Last year that market demand reached an estimated £63 billion in 2015 – up 17 percent, or £13 billion, from 12 months earlier.

The export organization, part of the government's newly formed Department for International Trade, headed by ex-defense secretary Liam Fox, warned against expectations of continuing significant rises in global defense exports, saying sales could be under pressure this year.

"The increased global defense-export market total does reflect ongoing strategic threats. Despite fiscal constraints [caused largely by oil price volatility], defense expenditure has been heavily augmented by off-budget funding in a number of cases, but may be under greater threat in 2016," said the DSO.  According to the organization, the slip in overseas business resulted in the British falling to third in the defense-export league behind France and the USA, the world's largest weapons supplier.

The rankings depend how you calculate the figures, though.
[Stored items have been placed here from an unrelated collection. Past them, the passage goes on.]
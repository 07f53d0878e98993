use std::sync::{Mutex, MutexGuard};

use async_trait::async_trait;
use chrono::Utc;
use uuid::Uuid;

use super::{CommentStore, EventStore, SignupStore, SlotStore, StoreError};
use crate::models::signup::{admit, Refusal};
use crate::models::{
    Claim, Comment, CommentPatch, Event, EventPatch, NewComment, NewEvent, NewSignup, NewSlot,
    Signup, SignupPatch, Slot, SlotPatch, SlotUpdate,
};

#[derive(Default)]
struct Tables {
    events: Vec<Event>,
    slots: Vec<Slot>,
    signups: Vec<Signup>,
    comments: Vec<Comment>,
}

impl Tables {
    fn remove_slot_cascade(&mut self, slot_id: Uuid) {
        self.signups.retain(|signup| signup.slot_id != slot_id);
        self.slots.retain(|slot| slot.id != slot_id);
    }
}

/// Process-local store. Every operation runs under one lock, which makes the
/// signup check-and-insert atomic.
#[derive(Default)]
pub struct MemoryStore {
    tables: Mutex<Tables>,
}

impl MemoryStore {
    pub fn new() -> Self {
        Self::default()
    }

    fn tables(&self) -> Result<MutexGuard<'_, Tables>, StoreError> {
        self.tables
            .lock()
            .map_err(|_| StoreError::Unavailable("memory store lock poisoned".to_string()))
    }
}

#[async_trait]
impl EventStore for MemoryStore {
    async fn insert_event(&self, owner_id: &str, input: NewEvent) -> Result<Event, StoreError> {
        let now = Utc::now();
        let event = Event {
            id: Uuid::new_v4(),
            user_id: owner_id.to_string(),
            title: input.title,
            description: input.description,
            location: input.location,
            event_date: input.event_date,
            created_at: now,
            updated_at: now,
        };
        self.tables()?.events.push(event.clone());
        Ok(event)
    }

    async fn list_events(&self) -> Result<Vec<Event>, StoreError> {
        let mut events = self.tables()?.events.clone();
        events.sort_by_key(|event| event.event_date);
        Ok(events)
    }

    async fn find_event(&self, id: Uuid) -> Result<Option<Event>, StoreError> {
        Ok(self.tables()?.events.iter().find(|e| e.id == id).cloned())
    }

    async fn update_event(
        &self,
        id: Uuid,
        patch: EventPatch,
    ) -> Result<Option<Event>, StoreError> {
        let mut tables = self.tables()?;
        Ok(tables.events.iter_mut().find(|e| e.id == id).map(|event| {
            event.apply(patch, Utc::now());
            event.clone()
        }))
    }

    async fn delete_event(&self, id: Uuid) -> Result<bool, StoreError> {
        let mut tables = self.tables()?;
        let before = tables.events.len();
        tables.events.retain(|e| e.id != id);
        if tables.events.len() == before {
            return Ok(false);
        }

        let slot_ids: Vec<Uuid> = tables
            .slots
            .iter()
            .filter(|slot| slot.event_id == id)
            .map(|slot| slot.id)
            .collect();
        for slot_id in slot_ids {
            tables.remove_slot_cascade(slot_id);
        }
        tables.comments.retain(|c| c.event_id != id);
        Ok(true)
    }
}

#[async_trait]
impl SlotStore for MemoryStore {
    async fn insert_slot(
        &self,
        event_id: Uuid,
        input: NewSlot,
    ) -> Result<Option<Slot>, StoreError> {
        let mut tables = self.tables()?;
        if !tables.events.iter().any(|e| e.id == event_id) {
            return Ok(None);
        }

        let now = Utc::now();
        let slot = Slot {
            id: Uuid::new_v4(),
            event_id,
            label: input.label,
            needed_helpers: input.needed_helpers,
            created_at: now,
            updated_at: now,
        };
        tables.slots.push(slot.clone());
        Ok(Some(slot))
    }

    async fn list_slots(&self, event_id: Uuid) -> Result<Vec<Slot>, StoreError> {
        Ok(self
            .tables()?
            .slots
            .iter()
            .filter(|slot| slot.event_id == event_id)
            .cloned()
            .collect())
    }

    async fn update_slot(&self, id: Uuid, patch: SlotPatch) -> Result<SlotUpdate, StoreError> {
        let mut tables = self.tables()?;
        let taken = tables.signups.iter().filter(|s| s.slot_id == id).count() as i64;

        let Some(slot) = tables.slots.iter_mut().find(|s| s.id == id) else {
            return Ok(SlotUpdate::Missing);
        };
        if let Some(needed_helpers) = patch.needed_helpers {
            if taken > i64::from(needed_helpers) {
                return Ok(SlotUpdate::BelowSignups { taken });
            }
        }

        slot.apply(patch, Utc::now());
        Ok(SlotUpdate::Updated(slot.clone()))
    }

    async fn delete_slot(&self, id: Uuid) -> Result<bool, StoreError> {
        let mut tables = self.tables()?;
        if !tables.slots.iter().any(|s| s.id == id) {
            return Ok(false);
        }
        tables.remove_slot_cascade(id);
        Ok(true)
    }
}

#[async_trait]
impl SignupStore for MemoryStore {
    async fn claim_slot(
        &self,
        slot_id: Uuid,
        user_id: &str,
        input: NewSignup,
    ) -> Result<Claim, StoreError> {
        let mut tables = self.tables()?;
        let Some(needed_helpers) = tables
            .slots
            .iter()
            .find(|s| s.id == slot_id)
            .map(|s| s.needed_helpers)
        else {
            return Ok(Claim::SlotMissing);
        };

        let mut taken = 0_i64;
        let mut already_signed_up = false;
        for signup in tables.signups.iter().filter(|s| s.slot_id == slot_id) {
            taken += 1;
            already_signed_up |= signup.user_id == user_id;
        }

        match admit(needed_helpers, taken, already_signed_up) {
            Err(Refusal::AlreadySignedUp) => return Ok(Claim::AlreadySignedUp),
            Err(Refusal::SlotFull) => return Ok(Claim::SlotFull),
            Ok(()) => {}
        }

        let now = Utc::now();
        let signup = Signup {
            id: Uuid::new_v4(),
            slot_id,
            user_id: user_id.to_string(),
            note: input.note,
            created_at: now,
            updated_at: now,
        };
        tables.signups.push(signup.clone());
        Ok(Claim::Created(signup))
    }

    async fn find_signup(&self, id: Uuid) -> Result<Option<Signup>, StoreError> {
        Ok(self.tables()?.signups.iter().find(|s| s.id == id).cloned())
    }

    async fn list_signups_by_slot(&self, slot_id: Uuid) -> Result<Vec<Signup>, StoreError> {
        Ok(self
            .tables()?
            .signups
            .iter()
            .filter(|s| s.slot_id == slot_id)
            .cloned()
            .collect())
    }

    async fn list_signups_by_user(&self, user_id: &str) -> Result<Vec<Signup>, StoreError> {
        Ok(self
            .tables()?
            .signups
            .iter()
            .filter(|s| s.user_id == user_id)
            .cloned()
            .collect())
    }

    async fn update_signup(
        &self,
        id: Uuid,
        patch: SignupPatch,
    ) -> Result<Option<Signup>, StoreError> {
        let mut tables = self.tables()?;
        Ok(tables.signups.iter_mut().find(|s| s.id == id).map(|signup| {
            signup.apply(patch, Utc::now());
            signup.clone()
        }))
    }

    async fn delete_signup(&self, id: Uuid) -> Result<bool, StoreError> {
        let mut tables = self.tables()?;
        let before = tables.signups.len();
        tables.signups.retain(|s| s.id != id);
        Ok(tables.signups.len() != before)
    }
}

#[async_trait]
impl CommentStore for MemoryStore {
    async fn insert_comment(
        &self,
        event_id: Uuid,
        user_id: &str,
        input: NewComment,
    ) -> Result<Option<Comment>, StoreError> {
        let mut tables = self.tables()?;
        if !tables.events.iter().any(|e| e.id == event_id) {
            return Ok(None);
        }

        let now = Utc::now();
        let comment = Comment {
            id: Uuid::new_v4(),
            event_id,
            user_id: user_id.to_string(),
            content: input.content,
            created_at: now,
            updated_at: now,
        };
        tables.comments.push(comment.clone());
        Ok(Some(comment))
    }

    async fn find_comment(&self, id: Uuid) -> Result<Option<Comment>, StoreError> {
        Ok(self.tables()?.comments.iter().find(|c| c.id == id).cloned())
    }

    async fn list_comments(&self, event_id: Uuid) -> Result<Vec<Comment>, StoreError> {
        // Insertion order is creation order, so reversing gives newest first.
        Ok(self
            .tables()?
            .comments
            .iter()
            .rev()
            .filter(|c| c.event_id == event_id)
            .cloned()
            .collect())
    }

    async fn update_comment(
        &self,
        id: Uuid,
        patch: CommentPatch,
    ) -> Result<Option<Comment>, StoreError> {
        let mut tables = self.tables()?;
        Ok(tables.comments.iter_mut().find(|c| c.id == id).map(|comment| {
            comment.apply(patch, Utc::now());
            comment.clone()
        }))
    }

    async fn delete_comment(&self, id: Uuid) -> Result<bool, StoreError> {
        let mut tables = self.tables()?;
        let before = tables.comments.len();
        tables.comments.retain(|c| c.id != id);
        Ok(tables.comments.len() != before)
    }
}

#[cfg(test)]
mod tests {
    use std::sync::Arc;

    use chrono::TimeZone;

    use super::*;

    fn new_event(title: &str, day: u32) -> NewEvent {
        NewEvent {
            title: title.to_string(),
            description: String::new(),
            location: None,
            event_date: Utc.with_ymd_and_hms(2025, 3, day, 18, 0, 0).unwrap(),
        }
    }

    async fn slot_with_capacity(store: &MemoryStore, needed_helpers: i32) -> (Event, Slot) {
        let event = store.insert_event("admin", new_event("Fest", 1)).await.unwrap();
        let slot = store
            .insert_slot(
                event.id,
                NewSlot {
                    label: None,
                    needed_helpers,
                },
            )
            .await
            .unwrap()
            .unwrap();
        (event, slot)
    }

    #[tokio::test]
    async fn test_events_listed_by_date() {
        let store = MemoryStore::new();
        store.insert_event("admin", new_event("Later", 20)).await.unwrap();
        store.insert_event("admin", new_event("Sooner", 2)).await.unwrap();

        let titles: Vec<String> = store
            .list_events()
            .await
            .unwrap()
            .into_iter()
            .map(|e| e.title)
            .collect();
        assert_eq!(titles, vec!["Sooner", "Later"]);
    }

    #[tokio::test]
    async fn test_claim_checks_in_order() {
        let store = MemoryStore::new();
        let (_, slot) = slot_with_capacity(&store, 1).await;

        assert_eq!(
            store
                .claim_slot(Uuid::new_v4(), "a", NewSignup::default())
                .await
                .unwrap(),
            Claim::SlotMissing
        );
        assert!(matches!(
            store.claim_slot(slot.id, "a", NewSignup::default()).await.unwrap(),
            Claim::Created(_)
        ));
        assert_eq!(
            store.claim_slot(slot.id, "a", NewSignup::default()).await.unwrap(),
            Claim::AlreadySignedUp
        );
        assert_eq!(
            store.claim_slot(slot.id, "b", NewSignup::default()).await.unwrap(),
            Claim::SlotFull
        );
    }

    #[tokio::test]
    async fn test_concurrent_claims_never_overfill() {
        let store = Arc::new(MemoryStore::new());
        let (_, slot) = slot_with_capacity(&store, 3).await;

        let slot_id = slot.id;
        let mut handles = Vec::new();
        for i in 0..20 {
            let store = Arc::clone(&store);
            handles.push(tokio::spawn(async move {
                store
                    .claim_slot(slot_id, &format!("user-{}", i), NewSignup::default())
                    .await
                    .unwrap()
            }));
        }

        let mut created = 0;
        for handle in handles {
            if matches!(handle.await.unwrap(), Claim::Created(_)) {
                created += 1;
            }
        }
        assert_eq!(created, 3);
        assert_eq!(store.list_signups_by_slot(slot.id).await.unwrap().len(), 3);
    }

    #[tokio::test]
    async fn test_delete_event_cascades() {
        let store = MemoryStore::new();
        let (event, slot) = slot_with_capacity(&store, 2).await;
        store.claim_slot(slot.id, "a", NewSignup::default()).await.unwrap();
        store
            .insert_comment(
                event.id,
                "a",
                NewComment {
                    content: "See you there".to_string(),
                },
            )
            .await
            .unwrap();

        assert!(store.delete_event(event.id).await.unwrap());
        assert!(store.list_slots(event.id).await.unwrap().is_empty());
        assert!(store.list_signups_by_user("a").await.unwrap().is_empty());
        assert!(store.list_comments(event.id).await.unwrap().is_empty());
        assert!(!store.delete_event(event.id).await.unwrap());
    }

    #[tokio::test]
    async fn test_slot_capacity_cannot_drop_below_signups() {
        let store = MemoryStore::new();
        let (_, slot) = slot_with_capacity(&store, 3).await;
        store.claim_slot(slot.id, "a", NewSignup::default()).await.unwrap();
        store.claim_slot(slot.id, "b", NewSignup::default()).await.unwrap();

        let shrink = SlotPatch {
            label: None,
            needed_helpers: Some(1),
        };
        assert_eq!(
            store.update_slot(slot.id, shrink).await.unwrap(),
            SlotUpdate::BelowSignups { taken: 2 }
        );

        let exact = SlotPatch {
            label: None,
            needed_helpers: Some(2),
        };
        assert!(matches!(
            store.update_slot(slot.id, exact).await.unwrap(),
            SlotUpdate::Updated(Slot {
                needed_helpers: 2,
                ..
            })
        ));
    }

    #[tokio::test]
    async fn test_deleting_slot_removes_its_signups() {
        let store = MemoryStore::new();
        let (event, slot) = slot_with_capacity(&store, 2).await;
        let other = store
            .insert_slot(
                event.id,
                NewSlot {
                    label: Some("Abbau".to_string()),
                    needed_helpers: 1,
                },
            )
            .await
            .unwrap()
            .unwrap();
        store.claim_slot(slot.id, "a", NewSignup::default()).await.unwrap();
        store.claim_slot(other.id, "a", NewSignup::default()).await.unwrap();

        assert!(store.delete_slot(slot.id).await.unwrap());

        let remaining = store.list_signups_by_user("a").await.unwrap();
        assert_eq!(remaining.len(), 1);
        assert_eq!(remaining[0].slot_id, other.id);
        assert!(store.list_signups_by_slot(slot.id).await.unwrap().is_empty());
        assert!(!store.delete_slot(slot.id).await.unwrap());
    }
}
Data compiled by the Stockholm International Peace Research Institute doesn't put the British in its top five defense-sector exporters.

The sale of 22 BAE Systems Hawk jet trainers to Saudi Arabia was the most notable UK platform export last year after an order for a second tranche of Typhoon combat jets from the Gulf state, the world's largest defense importer, failed to materialize in 2015.

Talks between BAE and the Saudi Government over a deal, which could include an element of local assembly, continue, and the long-awaited order could re-emerge in the next few months.

British export figures also will benefit from the build-up in the supply of systems to Lockheed Martin's F-35 program and Italy's sale of 28 Typhoons to Kuwait earlier this year.

Companies here provide 37 percent of the fighter developed and built with European partners Germany, Italy and Spain.

Worryingly, the air sector continues to dwarf land and maritime exports and accounts for around 85 percent of British defense-export business despite efforts to achieve a better balance across the sectors.

The Middle East, and particularly Saudi Arabia, remains the UK's biggest regional market, followed by North America with 18 percent.

The Ministry of Defence here has recently taken over the lead from DSO in promoting the British Typhoon and other complex weapon-export efforts, although it's too early to say whether the move will be successful.

The impact that a big fighter deal can have on national export figures was evident in France where local industry posted its largest-ever figures for overseas business largely on the back of two Dassault Aviation Rafale fighter sales in 2015.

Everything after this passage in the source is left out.